Now to try some games on this! :)
Al_B on 6/1/2017 at 23:31
First time I put a x1 card into a longer slot it "felt" wrong but PCIE is well designed.
Enjoy the PC - making me itch to upgrade mine :)
SubJeff on 7/1/2017 at 21:14
I've got to make it a Hackintosh now.
I'll be backing up and then formatting the second SSD drive asap.
Gryzemuis on 9/1/2017 at 10:52
Quote Posted by heywood
Now if only I could find a silent power supply.
I have a Super Flower Golden Silent 500W PSU.
It's awesome.
Completely silent. No fan. At load it is 95%+ power efficient. (Note, that is at 230V. And 115V the efficiency drops to 90%+). That means it hardly produces any heat, even under load. Which is key, when your PSU has no fan.
500W doesn't seem like a lot. But with current CPUs and GPUs, it's more than enough, unless you do SLI. I bought one of those thingies that measures power usage at the wall socket.
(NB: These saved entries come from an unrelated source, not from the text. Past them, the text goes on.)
//! Move-evaluation parser
//!
//! Turns ranked engine lines into [`MoveEvaluation`]s, keeping the engine's
//! order. Lines with an empty principal variation are dropped. SAN is rendered
//! against the board *before* the candidate move.

use crate::engine::SearchLine;
use crate::error::{AnalysisError, AnalysisOutcome};
use crate::position::PositionDescriptor;
use crate::rules::BoardState;
use crate::types::MoveEvaluation;
use tracing::error;

/// Convert up to `breadth` engine lines into ranked evaluations
///
/// Fails with [`AnalysisError::NoMovesReturned`] if nothing usable remains,
/// and with [`AnalysisError::InvalidEngineOutput`] if a candidate move is not
/// legal on `board`.
pub fn parse_search_lines(
    position: &PositionDescriptor,
    board: &BoardState,
    lines: &[SearchLine],
    breadth: u32,
) -> AnalysisOutcome<Vec<MoveEvaluation>> {
    let mut evaluations = Vec::with_capacity(lines.len());

    for line in lines.iter().take(breadth as usize) {
        let Some(first) = line.pv.first() else {
            continue;
        };
        let move_readable = board.to_readable_notation(first).ok_or_else(|| {
            error!(fen = %position, uci_move = %first, "Engine move rejected by rules engine");
            AnalysisError::InvalidEngineOutput {
                position: position.as_str().to_string(),
                uci_move: first.clone(),
            }
        })?;

        evaluations.push(MoveEvaluation {
            uci_move: first.clone(),
            move_readable,
            score: Some(line.score),
            depth: line.depth,
            principal_variation: line.pv.clone(),
        });
    }

    if evaluations.is_empty() {
        error!(
            fen = %position,
            lines = lines.len(),
            "Engine returned no moves for a non-terminal position"
        );
        return Err(AnalysisError::NoMovesReturned {
            position: position.as_str().to_string(),
        });
    }
    Ok(evaluations)
}

#[cfg(test)]
mod tests {
    use super::*;
    use crate::types::Score;

    const STARTING_FEN: &str = "rnbqkbnr/pppppppp/8/8/8/8/PPPPPPPP/RNBQKBNR w KQkq - 0 1";

    fn line(multipv: u32, score: Score, pv: &[&str]) -> SearchLine {
        SearchLine {
            multipv,
            depth: 12,
            score,
            pv: pv.iter().map(|m| m.to_string()).collect(),
        }
    }

    fn start() -> (PositionDescriptor, BoardState) {
        let descriptor = PositionDescriptor::validate(STARTING_FEN).unwrap();
        let board = BoardState::parse(&descriptor).unwrap();
        (descriptor, board)
    }

    #[test]
    fn test_preserves_engine_order() {
        let (descriptor, board) = start();
        let lines = vec![
            line(1, Score::Centipawns(35), &["e2e4", "e7e5"]),
            line(2, Score::Centipawns(30), &["d2d4"]),
            line(3, Score::Centipawns(20), &["g1f3"]),
        ];

        let evals = parse_search_lines(&descriptor, &board, &lines, 3).unwrap();
        let moves: Vec<_> = evals.iter().map(|e| e.move_readable.as_str()).collect();
        assert_eq!(moves, vec!["e4", "d4", "Nf3"]);
        assert_eq!(evals[0].principal_variation, vec!["e2e4", "e7e5"]);
        assert_eq!(evals[0].depth, 12);
    }

    #[test]
    fn test_score_union_maps_to_single_field() {
        let (descriptor, board) = start();
        let lines = vec![
            line(1, Score::Mate(3), &["e2e4"]),
            line(2, Score::Centipawns(-40), &["g2g4"]),
        ];

        let evals = parse_search_lines(&descriptor, &board, &lines, 2).unwrap();
        assert_eq!(evals[0].mate_in(), Some(3));
        assert_eq!(evals[0].centipawn_score(), None);
        assert_eq!(evals[1].centipawn_score(), Some(-40));
        assert_eq!(evals[1].mate_in(), None);
    }

    #[test]
    fn test_skips_empty_variations() {
        let (descriptor, board) = start();
        let lines = vec![
            line(1, Score::Centipawns(35), &[]),
            line(2, Score::Centipawns(30), &["d2d4"]),
        ];

        let evals = parse_search_lines(&descriptor, &board, &lines, 2).unwrap();
        assert_eq!(evals.len(), 1);
        assert_eq!(evals[0].uci_move, "d2d4");
    }

    #[test]
    fn test_truncates_to_breadth() {
        let (descriptor, board) = start();
        let lines = vec![
            line(1, Score::Centipawns(35), &["e2e4"]),
            line(2, Score::Centipawns(30), &["d2d4"]),
            line(3, Score::Centipawns(20), &["g1f3"]),
        ];

        let evals = parse_search_lines(&descriptor, &board, &lines, 2).unwrap();
        assert_eq!(evals.len(), 2);
    }

    #[test]
    fn test_no_usable_lines_is_an_error() {
        let (descriptor, board) = start();
        let lines = vec![line(1, Score::Mate(0), &[])];

        let err = parse_search_lines(&descriptor, &board, &lines, 3).unwrap_err();
        assert!(matches!(err, AnalysisError::NoMovesReturned { .. }));

        let err = parse_search_lines(&descriptor, &board, &[], 3).unwrap_err();
        assert!(matches!(err, AnalysisError::NoMovesReturned { .. }));
        assert!(!err.is_client_error());
    }

    #[test]
    fn test_illegal_engine_move_is_rejected() {
        let (descriptor, board) = start();
        let lines = vec![line(1, Score::Centipawns(35), &["e2e5"])];

        let err = parse_search_lines(&descriptor, &board, &lines, 1).unwrap_err();
        assert_eq!(
            err,
            AnalysisError::InvalidEngineOutput {
                position: STARTING_FEN.to_string(),
                uci_move: "e2e5".to_string(),
            }
        );
    }
}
While playing games, I hardly ever go over 250W. 500W is more than enough for my i5-3570K+gtx1080.
This PSU is made by a Chinese company. (That explains the weird name). And it is sold under a few different brandnames. I think they sell them as Super Flower in Europe. In the US it's called Rosewill. And I think I've seen 1 or 2 other names.
Here is a review by a website that does silent PCs.
(
http://www.silentpcreview.com/Rosewill_Silent_Night_500_Platinum_PSU)
Here are the specs (on a Dutch website, sorry). So you can see the Rosewill and the Super Flower are exactly the same PSUs.
(
https://tweakers.net/pricewatch/335610/super-flower-golden-silent-500w/specificaties/)
At first I bought a Seasonic hybrid PSU. Those have a fan. But they're supposed to not use the fan unless they go over 50% load or something. Mine had its fan running all the time (even after a cold boot, with only the desktop running). I returned it and got myself the Super Flower. No regrets.
BTW, I got an almost silent PC. It's a lot of work to make it silent. Unless you really really want that, and you're willing to spend a bit more money, I can't recommend it to others. But once it runs, it runs fine, and doesn't need much extra maintenance. The things that are the hardest are: getting the pump silent, realizing that you need some minimal airflow through the box, and getting the motor of the HDD quiet. Anyway, if you're interested, I can write a post to explain what I've done.
Hope this helps.
SubJeff on 9/1/2017 at 19:14
I've a 750W PSU that's quiet enough that can't hear it, I don't think.
This PC is pretty quiet actually.
Judith on 13/1/2017 at 18:26
I'm about to buy a GTX 1000 card, but I'm kind of confused by both the pricing and the amount of VRAM those pascal cards have. Seems like the 1060 is the best deal now, but I'm not sure I need 6 gigs of vram for 1080p gaming. And what kind of future-proofing I get with the 6 gig version.
Renzatic on 13/1/2017 at 18:58
I think it'd be a good investment to go with more than 4GB. I've already seen a handful of games, I believe DX:MD was one of them, that recommend you have more than that if you want to jack the texture resolution up into the ultra ranges.
I wouldn't say it's 100% necessary, but it'll give you a little more breathing room over the next couple-three years.